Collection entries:
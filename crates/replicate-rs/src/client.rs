//! Async client.
//!
//! [`Client`] is cheap to clone and safe to share across tasks: the
//! configuration and connection pool are read-only after construction. Every
//! operation yields to the runtime while a request, a backoff delay, a poll
//! delay or the next stream chunk is pending. The blocking mirror lives in
//! [`crate::blocking`].
//!
//! ```no_run
//! # async fn demo() -> replicate_rs::Result<()> {
//! use replicate_rs::Client;
//! use serde_json::json;
//!
//! let client = Client::from_env()?;
//! let output = client
//!     .run("stability-ai/sdxl:39ed52f2", json!({"prompt": "an astronaut riding a rainbow unicorn"}))
//!     .await?;
//! println!("{output}");
//! # Ok(())
//! # }
//! ```

use std::sync::Arc;
use std::time::Instant;

use futures::Stream;
use serde::de::DeserializeOwned;
use serde_json::Value;
use tracing::{debug, trace};

use crate::api::pagination::{Cursor, Page, paginate_async};
use crate::api::request::{ApiRequest, decode, status_error};
use crate::api::routes;
use crate::api::streaming::{AsyncEventStream, check_event_stream};
use crate::api::transport::{AsyncTransport, RetryTransport};
use crate::config::ClientConfig;
use crate::error::{Error, Result};
use crate::job::{FeedStep, Job, OutputFeed, OutputKind, PollSchedule, absorb, completed_output};
use crate::resources::{
    Account, Collection, CreatePrediction, CreateTraining, Deployment, Hardware, Model, Prediction, Training,
    Version,
};
use crate::webhook::WebhookSigningSecret;

/// Async client for the prediction and training API.
#[derive(Clone)]
pub struct Client {
    inner: Arc<ClientInner>,
}

struct ClientInner {
    config: ClientConfig,
    transport: Box<dyn AsyncTransport>,
}

impl std::fmt::Debug for Client {
    fn fmt(&self, f: &mut std::fmt::Formatter<'_>) -> std::fmt::Result {
        f.debug_struct("Client")
            .field("base_url", &self.inner.config.base_url)
            .finish_non_exhaustive()
    }
}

The problem:
A verbatim transcription of all the entries above is required.

Answer area:
filename crates/replicate-rs/src/client.rs
//! Async client.
//!
//! [`Client`] is cheap to clone and safe to share across tasks: the
//! configuration and connection pool are read-only after construction. Every
//! operation yields to the runtime while a request, a backoff delay, a poll
//! delay or the next stream chunk is pending. The blocking mirror lives in
//! [`crate::blocking`].
//!
//! ```no_run
//! # async fn demo() -> replicate_rs::Result<()> {
//! use replicate_rs::Client;
//! use serde_json::json;
//!
//! let client = Client::from_env()?;
//! let output = client
//!     .run("stability-ai/sdxl:39ed52f2", json!({"prompt": "an astronaut riding a rainbow unicorn"}))
//!     .await?;
//! println!("{output}");
//! # Ok(())
//! # }
//! ```

use std::sync::Arc;
use std::time::Instant;

use futures::Stream;
use serde::de::DeserializeOwned;
use serde_json::Value;
use tracing::{debug, trace};

use crate::api::pagination::{Cursor, Page, paginate_async};
use crate::api::request::{ApiRequest, decode, status_error};
use crate::api::routes;
use crate::api::streaming::{AsyncEventStream, check_event_stream};
use crate::api::transport::{AsyncTransport, RetryTransport};
use crate::config::ClientConfig;
use crate::error::{Error, Result};
use crate::job::{FeedStep, Job, OutputFeed, OutputKind, PollSchedule, absorb, completed_output};
use crate::resources::{
    Account, Collection, CreatePrediction, CreateTraining, Deployment, Hardware, Model, Prediction, Training,
    Version,
};
use crate::webhook::WebhookSigningSecret;

/// Async client for the prediction and training API.
#[derive(Clone)]
pub struct Client {
    inner: Arc<ClientInner>,
}

struct ClientInner {
    config: ClientConfig,
    transport: Box<dyn AsyncTransport>,
}

impl std::fmt::Debug for Client {
    fn fmt(&self, f: &mut std::fmt::Formatter<'_>) -> std::fmt::Result {
        f.debug_struct("Client")
            .field("base_url", &self.inner.config.base_url)
            .finish_non_exhaustive()
    }
}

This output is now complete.